What the task requires:
From the entries that follow, work out how many lines contain "crates". Write the number only.
START Listed entries
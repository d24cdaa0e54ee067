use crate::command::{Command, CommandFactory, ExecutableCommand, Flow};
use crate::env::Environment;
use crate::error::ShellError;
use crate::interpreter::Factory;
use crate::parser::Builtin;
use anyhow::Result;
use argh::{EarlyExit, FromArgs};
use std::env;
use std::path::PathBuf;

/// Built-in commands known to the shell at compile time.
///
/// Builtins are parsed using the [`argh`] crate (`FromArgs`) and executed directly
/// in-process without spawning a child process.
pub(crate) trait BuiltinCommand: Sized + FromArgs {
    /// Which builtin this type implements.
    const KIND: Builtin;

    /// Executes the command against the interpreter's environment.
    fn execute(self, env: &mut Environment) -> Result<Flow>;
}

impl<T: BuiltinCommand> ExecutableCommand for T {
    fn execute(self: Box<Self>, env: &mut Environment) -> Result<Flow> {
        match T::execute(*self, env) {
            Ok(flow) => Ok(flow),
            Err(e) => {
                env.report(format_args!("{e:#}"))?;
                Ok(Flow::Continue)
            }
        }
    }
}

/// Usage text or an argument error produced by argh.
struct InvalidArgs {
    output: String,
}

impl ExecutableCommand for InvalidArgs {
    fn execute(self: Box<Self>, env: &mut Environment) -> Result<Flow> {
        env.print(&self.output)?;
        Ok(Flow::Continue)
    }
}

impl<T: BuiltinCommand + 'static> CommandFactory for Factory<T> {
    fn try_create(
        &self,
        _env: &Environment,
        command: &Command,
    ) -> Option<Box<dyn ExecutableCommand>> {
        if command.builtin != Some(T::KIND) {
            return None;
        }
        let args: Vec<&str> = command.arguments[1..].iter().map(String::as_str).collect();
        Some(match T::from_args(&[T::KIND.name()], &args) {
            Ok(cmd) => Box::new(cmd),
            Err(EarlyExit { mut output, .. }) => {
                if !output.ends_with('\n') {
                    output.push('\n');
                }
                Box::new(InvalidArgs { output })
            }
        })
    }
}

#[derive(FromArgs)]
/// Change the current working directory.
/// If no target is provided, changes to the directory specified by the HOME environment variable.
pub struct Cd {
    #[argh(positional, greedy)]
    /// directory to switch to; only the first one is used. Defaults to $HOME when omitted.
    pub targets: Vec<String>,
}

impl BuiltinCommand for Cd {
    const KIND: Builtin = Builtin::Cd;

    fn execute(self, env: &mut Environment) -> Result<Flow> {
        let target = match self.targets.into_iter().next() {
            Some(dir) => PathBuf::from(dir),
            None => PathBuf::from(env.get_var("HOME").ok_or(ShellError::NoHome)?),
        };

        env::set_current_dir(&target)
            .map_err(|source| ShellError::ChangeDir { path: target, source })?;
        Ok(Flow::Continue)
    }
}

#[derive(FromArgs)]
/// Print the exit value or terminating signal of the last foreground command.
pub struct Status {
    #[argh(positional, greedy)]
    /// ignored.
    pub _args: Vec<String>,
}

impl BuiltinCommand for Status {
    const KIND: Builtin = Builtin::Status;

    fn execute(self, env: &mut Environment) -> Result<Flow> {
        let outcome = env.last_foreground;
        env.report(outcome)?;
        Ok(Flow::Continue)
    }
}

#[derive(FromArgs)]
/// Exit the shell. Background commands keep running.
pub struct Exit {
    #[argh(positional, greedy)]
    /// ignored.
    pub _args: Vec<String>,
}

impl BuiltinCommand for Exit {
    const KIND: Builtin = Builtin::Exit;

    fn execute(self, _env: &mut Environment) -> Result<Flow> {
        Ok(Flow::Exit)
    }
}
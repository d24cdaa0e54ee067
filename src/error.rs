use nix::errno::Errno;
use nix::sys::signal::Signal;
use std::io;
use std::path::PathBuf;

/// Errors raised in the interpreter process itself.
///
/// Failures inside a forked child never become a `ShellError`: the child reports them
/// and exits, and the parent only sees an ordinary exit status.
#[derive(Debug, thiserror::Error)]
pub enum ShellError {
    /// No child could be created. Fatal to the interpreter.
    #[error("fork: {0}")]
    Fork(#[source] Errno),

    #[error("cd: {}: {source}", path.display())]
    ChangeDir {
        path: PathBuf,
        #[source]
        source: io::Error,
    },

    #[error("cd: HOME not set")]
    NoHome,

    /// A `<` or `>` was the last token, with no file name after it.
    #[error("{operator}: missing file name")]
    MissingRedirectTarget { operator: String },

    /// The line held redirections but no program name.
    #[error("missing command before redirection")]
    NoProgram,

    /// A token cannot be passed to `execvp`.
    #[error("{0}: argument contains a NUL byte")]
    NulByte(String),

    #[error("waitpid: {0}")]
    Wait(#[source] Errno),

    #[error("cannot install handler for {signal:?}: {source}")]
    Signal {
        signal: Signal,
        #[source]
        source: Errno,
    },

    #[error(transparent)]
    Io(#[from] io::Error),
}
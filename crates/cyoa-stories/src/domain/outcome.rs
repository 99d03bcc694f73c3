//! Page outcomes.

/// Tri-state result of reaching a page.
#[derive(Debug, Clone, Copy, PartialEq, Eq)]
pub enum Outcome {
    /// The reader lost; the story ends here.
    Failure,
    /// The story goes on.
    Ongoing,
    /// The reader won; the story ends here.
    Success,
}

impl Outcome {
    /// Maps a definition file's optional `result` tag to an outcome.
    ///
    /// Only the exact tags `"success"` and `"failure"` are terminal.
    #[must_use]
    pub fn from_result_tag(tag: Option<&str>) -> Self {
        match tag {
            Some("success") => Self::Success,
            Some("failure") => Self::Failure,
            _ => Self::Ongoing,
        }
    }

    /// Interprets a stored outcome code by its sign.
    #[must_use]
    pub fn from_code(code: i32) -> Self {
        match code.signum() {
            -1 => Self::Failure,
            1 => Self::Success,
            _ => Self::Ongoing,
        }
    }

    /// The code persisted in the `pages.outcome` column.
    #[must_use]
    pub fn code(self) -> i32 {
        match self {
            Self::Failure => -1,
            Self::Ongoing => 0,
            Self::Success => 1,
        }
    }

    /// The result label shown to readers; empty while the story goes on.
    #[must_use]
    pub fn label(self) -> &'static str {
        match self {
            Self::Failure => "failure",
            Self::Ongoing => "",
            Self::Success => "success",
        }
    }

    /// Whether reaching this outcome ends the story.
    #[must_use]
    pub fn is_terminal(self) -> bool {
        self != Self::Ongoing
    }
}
END Listed entries
START Listed entries
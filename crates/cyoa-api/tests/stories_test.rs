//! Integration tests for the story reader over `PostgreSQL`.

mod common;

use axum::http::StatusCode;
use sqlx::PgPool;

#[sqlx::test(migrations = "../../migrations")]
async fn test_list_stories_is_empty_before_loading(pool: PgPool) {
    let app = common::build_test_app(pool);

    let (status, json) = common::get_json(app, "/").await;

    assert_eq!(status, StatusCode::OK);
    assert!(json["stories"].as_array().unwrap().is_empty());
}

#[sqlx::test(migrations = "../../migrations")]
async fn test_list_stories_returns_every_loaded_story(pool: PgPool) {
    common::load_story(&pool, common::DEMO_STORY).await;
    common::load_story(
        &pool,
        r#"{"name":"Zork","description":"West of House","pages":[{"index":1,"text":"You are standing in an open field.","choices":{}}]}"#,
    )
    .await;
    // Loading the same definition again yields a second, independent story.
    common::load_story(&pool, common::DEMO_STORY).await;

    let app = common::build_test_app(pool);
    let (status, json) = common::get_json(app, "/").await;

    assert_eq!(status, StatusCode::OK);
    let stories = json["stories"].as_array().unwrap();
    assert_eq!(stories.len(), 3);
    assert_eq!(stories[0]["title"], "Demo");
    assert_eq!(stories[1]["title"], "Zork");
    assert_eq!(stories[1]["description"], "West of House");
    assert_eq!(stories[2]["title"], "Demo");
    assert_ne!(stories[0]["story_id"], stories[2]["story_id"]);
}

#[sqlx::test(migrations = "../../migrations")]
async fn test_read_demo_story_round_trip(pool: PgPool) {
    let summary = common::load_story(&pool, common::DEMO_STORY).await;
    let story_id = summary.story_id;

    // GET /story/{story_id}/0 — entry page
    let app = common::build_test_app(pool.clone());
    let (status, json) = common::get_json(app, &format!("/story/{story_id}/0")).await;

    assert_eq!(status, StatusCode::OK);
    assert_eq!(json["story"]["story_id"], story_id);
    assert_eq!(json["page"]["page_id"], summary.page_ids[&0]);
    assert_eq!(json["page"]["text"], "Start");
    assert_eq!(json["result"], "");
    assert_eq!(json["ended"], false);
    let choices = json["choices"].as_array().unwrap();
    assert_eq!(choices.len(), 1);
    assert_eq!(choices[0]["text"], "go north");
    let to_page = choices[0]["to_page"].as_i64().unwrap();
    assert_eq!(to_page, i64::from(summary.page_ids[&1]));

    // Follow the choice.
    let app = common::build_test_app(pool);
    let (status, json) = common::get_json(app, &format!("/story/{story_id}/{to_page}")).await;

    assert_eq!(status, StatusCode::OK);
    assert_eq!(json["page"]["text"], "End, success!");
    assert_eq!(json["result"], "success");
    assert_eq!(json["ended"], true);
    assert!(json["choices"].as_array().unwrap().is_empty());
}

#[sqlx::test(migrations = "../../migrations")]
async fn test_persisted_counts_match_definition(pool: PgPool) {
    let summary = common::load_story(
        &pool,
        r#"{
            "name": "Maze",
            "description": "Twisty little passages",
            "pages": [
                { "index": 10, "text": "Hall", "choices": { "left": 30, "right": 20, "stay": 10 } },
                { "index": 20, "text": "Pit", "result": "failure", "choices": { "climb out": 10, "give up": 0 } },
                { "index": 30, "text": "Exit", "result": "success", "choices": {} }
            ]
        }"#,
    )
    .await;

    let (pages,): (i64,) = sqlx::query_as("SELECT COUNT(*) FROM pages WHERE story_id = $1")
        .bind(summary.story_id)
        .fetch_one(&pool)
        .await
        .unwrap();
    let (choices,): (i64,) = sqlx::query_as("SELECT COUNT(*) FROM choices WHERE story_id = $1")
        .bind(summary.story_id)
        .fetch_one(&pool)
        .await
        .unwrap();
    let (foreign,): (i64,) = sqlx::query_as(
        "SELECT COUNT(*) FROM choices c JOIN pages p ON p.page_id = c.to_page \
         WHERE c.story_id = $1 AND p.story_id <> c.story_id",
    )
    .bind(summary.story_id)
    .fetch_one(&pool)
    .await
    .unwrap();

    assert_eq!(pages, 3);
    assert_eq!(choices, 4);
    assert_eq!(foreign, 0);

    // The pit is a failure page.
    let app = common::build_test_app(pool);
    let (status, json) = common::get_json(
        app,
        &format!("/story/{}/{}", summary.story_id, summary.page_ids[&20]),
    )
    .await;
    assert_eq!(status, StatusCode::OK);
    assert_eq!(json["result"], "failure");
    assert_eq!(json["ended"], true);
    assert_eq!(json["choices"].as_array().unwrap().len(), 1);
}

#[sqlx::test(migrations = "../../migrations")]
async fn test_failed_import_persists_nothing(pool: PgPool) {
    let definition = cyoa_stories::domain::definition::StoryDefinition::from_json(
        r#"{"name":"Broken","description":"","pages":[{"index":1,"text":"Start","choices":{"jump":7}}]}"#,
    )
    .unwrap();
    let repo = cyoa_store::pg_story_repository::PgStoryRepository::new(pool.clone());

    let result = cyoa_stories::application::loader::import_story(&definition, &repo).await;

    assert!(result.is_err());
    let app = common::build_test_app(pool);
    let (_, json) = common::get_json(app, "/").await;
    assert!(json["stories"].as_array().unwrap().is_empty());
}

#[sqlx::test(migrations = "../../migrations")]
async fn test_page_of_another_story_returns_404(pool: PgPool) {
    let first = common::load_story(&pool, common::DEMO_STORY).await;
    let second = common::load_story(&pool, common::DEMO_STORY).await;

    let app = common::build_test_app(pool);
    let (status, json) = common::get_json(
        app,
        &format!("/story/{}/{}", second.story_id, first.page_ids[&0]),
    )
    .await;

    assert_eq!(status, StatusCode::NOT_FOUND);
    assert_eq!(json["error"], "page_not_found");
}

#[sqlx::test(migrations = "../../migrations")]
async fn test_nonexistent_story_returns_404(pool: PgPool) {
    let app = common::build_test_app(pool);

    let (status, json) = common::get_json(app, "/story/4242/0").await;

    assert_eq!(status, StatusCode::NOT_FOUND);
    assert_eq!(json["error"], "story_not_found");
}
END Listed entries
Written solution:
2